(Collected data)
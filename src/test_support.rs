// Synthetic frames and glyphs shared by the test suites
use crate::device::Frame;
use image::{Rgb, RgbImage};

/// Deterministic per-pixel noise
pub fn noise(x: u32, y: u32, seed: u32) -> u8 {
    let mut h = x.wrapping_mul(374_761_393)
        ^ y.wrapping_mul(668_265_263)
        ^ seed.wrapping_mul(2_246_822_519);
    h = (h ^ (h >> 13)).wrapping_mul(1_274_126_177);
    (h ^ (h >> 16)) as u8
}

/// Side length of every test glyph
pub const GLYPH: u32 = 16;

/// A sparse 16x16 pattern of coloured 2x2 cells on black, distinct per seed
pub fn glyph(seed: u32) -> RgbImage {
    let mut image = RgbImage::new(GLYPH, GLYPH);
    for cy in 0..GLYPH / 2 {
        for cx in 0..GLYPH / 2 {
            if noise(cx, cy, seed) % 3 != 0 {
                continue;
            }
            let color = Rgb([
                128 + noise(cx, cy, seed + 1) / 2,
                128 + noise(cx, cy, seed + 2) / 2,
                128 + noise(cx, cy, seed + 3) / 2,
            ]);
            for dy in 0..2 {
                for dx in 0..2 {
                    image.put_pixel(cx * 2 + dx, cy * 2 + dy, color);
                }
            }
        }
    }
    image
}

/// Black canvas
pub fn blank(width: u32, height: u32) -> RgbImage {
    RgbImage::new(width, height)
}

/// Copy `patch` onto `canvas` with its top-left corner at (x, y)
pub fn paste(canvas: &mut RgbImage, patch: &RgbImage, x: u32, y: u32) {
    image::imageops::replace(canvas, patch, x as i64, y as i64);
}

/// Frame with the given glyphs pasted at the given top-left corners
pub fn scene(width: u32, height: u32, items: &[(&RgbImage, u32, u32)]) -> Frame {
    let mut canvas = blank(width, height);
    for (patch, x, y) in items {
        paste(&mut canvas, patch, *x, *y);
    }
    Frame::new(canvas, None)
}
==
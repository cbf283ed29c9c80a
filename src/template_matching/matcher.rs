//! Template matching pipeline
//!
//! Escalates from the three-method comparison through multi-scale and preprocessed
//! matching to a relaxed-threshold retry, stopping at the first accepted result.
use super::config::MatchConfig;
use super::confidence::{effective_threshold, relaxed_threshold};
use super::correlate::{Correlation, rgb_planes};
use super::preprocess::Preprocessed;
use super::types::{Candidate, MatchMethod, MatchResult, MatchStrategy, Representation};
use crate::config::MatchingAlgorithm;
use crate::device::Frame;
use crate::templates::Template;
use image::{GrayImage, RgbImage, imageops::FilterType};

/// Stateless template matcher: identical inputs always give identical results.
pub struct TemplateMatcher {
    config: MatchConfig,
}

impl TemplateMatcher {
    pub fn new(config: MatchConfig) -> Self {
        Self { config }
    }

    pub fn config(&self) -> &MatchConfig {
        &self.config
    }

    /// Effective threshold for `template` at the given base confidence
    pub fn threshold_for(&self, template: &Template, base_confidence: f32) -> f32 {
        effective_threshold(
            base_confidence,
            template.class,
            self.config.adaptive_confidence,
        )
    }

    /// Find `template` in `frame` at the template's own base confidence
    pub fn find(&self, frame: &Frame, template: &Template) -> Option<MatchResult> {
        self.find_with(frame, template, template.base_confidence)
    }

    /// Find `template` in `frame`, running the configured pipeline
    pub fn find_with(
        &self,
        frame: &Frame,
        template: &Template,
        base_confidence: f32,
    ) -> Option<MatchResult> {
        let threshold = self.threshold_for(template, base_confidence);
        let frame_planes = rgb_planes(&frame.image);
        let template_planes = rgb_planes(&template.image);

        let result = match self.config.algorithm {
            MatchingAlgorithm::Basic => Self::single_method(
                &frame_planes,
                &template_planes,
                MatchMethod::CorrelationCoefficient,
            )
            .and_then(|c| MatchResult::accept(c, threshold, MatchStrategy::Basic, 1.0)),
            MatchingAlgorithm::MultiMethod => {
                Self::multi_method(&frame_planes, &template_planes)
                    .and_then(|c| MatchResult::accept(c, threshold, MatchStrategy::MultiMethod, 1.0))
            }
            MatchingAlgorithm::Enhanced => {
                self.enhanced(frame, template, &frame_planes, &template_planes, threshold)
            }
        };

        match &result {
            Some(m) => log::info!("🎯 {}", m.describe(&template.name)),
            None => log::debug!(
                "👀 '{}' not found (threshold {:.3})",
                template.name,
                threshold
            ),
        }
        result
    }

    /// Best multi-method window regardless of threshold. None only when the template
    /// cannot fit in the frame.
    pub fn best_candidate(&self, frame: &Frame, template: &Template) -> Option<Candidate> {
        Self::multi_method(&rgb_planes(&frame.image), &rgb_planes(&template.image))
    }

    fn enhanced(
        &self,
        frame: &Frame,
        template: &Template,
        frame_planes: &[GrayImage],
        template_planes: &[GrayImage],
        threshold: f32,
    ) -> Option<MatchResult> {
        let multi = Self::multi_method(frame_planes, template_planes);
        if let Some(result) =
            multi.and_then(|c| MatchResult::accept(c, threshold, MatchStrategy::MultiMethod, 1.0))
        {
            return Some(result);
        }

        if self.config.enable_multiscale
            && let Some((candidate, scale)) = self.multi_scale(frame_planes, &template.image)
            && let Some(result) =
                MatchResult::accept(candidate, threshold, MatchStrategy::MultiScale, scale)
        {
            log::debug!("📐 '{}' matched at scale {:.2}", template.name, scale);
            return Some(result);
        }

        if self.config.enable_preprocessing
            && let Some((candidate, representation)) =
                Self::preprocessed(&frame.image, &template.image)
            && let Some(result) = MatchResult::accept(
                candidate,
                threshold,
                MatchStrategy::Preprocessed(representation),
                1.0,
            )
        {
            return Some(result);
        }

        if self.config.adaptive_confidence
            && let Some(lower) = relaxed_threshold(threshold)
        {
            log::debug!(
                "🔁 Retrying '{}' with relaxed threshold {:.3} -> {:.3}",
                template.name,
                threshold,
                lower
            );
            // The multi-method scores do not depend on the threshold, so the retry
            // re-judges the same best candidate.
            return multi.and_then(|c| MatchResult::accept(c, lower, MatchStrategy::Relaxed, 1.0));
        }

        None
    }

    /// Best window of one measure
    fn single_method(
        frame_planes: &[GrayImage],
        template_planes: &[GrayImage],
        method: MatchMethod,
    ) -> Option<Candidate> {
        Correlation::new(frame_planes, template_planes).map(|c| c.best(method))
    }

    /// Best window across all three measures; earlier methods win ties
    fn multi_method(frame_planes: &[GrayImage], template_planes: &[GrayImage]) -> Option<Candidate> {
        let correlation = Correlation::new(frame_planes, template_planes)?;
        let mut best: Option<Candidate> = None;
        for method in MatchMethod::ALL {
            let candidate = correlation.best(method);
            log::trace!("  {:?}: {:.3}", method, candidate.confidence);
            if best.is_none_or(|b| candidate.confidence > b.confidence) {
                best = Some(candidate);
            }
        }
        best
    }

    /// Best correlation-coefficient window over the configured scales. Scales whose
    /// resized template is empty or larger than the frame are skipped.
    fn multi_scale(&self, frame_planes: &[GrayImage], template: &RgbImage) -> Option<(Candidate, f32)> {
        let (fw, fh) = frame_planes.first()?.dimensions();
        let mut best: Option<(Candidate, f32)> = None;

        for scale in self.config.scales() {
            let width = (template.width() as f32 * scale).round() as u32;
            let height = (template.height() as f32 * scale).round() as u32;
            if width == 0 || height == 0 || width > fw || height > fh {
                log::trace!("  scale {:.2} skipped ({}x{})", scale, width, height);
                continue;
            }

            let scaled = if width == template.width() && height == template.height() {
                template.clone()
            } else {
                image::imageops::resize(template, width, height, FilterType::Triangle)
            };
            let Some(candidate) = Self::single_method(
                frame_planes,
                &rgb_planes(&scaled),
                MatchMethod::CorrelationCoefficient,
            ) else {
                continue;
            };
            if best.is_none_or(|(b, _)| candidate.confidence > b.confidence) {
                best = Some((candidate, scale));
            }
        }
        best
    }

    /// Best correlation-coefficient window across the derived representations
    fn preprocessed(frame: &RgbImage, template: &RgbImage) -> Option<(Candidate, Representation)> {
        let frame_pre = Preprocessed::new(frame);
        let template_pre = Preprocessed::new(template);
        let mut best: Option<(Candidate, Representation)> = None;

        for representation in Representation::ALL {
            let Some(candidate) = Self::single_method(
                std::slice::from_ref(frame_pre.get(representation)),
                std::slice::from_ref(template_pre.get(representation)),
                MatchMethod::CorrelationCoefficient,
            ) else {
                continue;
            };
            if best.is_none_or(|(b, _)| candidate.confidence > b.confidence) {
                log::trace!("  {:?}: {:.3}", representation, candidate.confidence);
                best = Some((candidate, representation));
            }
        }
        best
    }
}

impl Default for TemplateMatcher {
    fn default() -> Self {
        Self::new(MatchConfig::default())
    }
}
---
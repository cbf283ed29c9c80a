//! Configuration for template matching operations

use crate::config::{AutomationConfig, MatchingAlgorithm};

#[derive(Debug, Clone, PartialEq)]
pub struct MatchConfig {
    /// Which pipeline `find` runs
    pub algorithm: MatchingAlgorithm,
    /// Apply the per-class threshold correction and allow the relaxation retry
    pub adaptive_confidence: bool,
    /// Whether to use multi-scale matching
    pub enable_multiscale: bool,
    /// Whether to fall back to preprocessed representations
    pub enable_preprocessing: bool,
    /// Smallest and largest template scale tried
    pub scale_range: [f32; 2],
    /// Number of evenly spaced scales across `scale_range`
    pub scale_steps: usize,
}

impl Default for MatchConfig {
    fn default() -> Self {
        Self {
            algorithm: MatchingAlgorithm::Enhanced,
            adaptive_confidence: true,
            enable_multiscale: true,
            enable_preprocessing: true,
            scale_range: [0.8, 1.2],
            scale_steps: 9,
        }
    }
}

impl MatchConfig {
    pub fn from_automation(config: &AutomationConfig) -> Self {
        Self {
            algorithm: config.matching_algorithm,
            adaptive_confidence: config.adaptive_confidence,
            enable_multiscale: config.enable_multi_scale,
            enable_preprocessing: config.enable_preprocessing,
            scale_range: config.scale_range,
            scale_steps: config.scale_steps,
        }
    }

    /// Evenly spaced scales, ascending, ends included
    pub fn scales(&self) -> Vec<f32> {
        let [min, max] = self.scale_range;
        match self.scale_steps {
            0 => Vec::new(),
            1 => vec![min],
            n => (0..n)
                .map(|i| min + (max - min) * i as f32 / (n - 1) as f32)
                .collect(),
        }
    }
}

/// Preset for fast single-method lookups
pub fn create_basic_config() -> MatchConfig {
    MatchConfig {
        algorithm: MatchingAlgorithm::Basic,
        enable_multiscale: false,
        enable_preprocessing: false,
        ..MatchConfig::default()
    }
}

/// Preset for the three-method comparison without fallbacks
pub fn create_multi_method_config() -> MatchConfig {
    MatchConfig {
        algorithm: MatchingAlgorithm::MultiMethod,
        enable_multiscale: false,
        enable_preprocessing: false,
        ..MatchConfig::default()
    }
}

• What the exercise asks: Go line by line through the records above and copy each one containing "window".

• Task solution:
    /// Best multi-method window regardless of threshold. None only when the template
    /// Best window of one measure
    /// Best window across all three measures; earlier methods win ties
    /// Best correlation-coefficient window over the configured scales. Scales whose
    /// Best correlation-coefficient window across the derived representations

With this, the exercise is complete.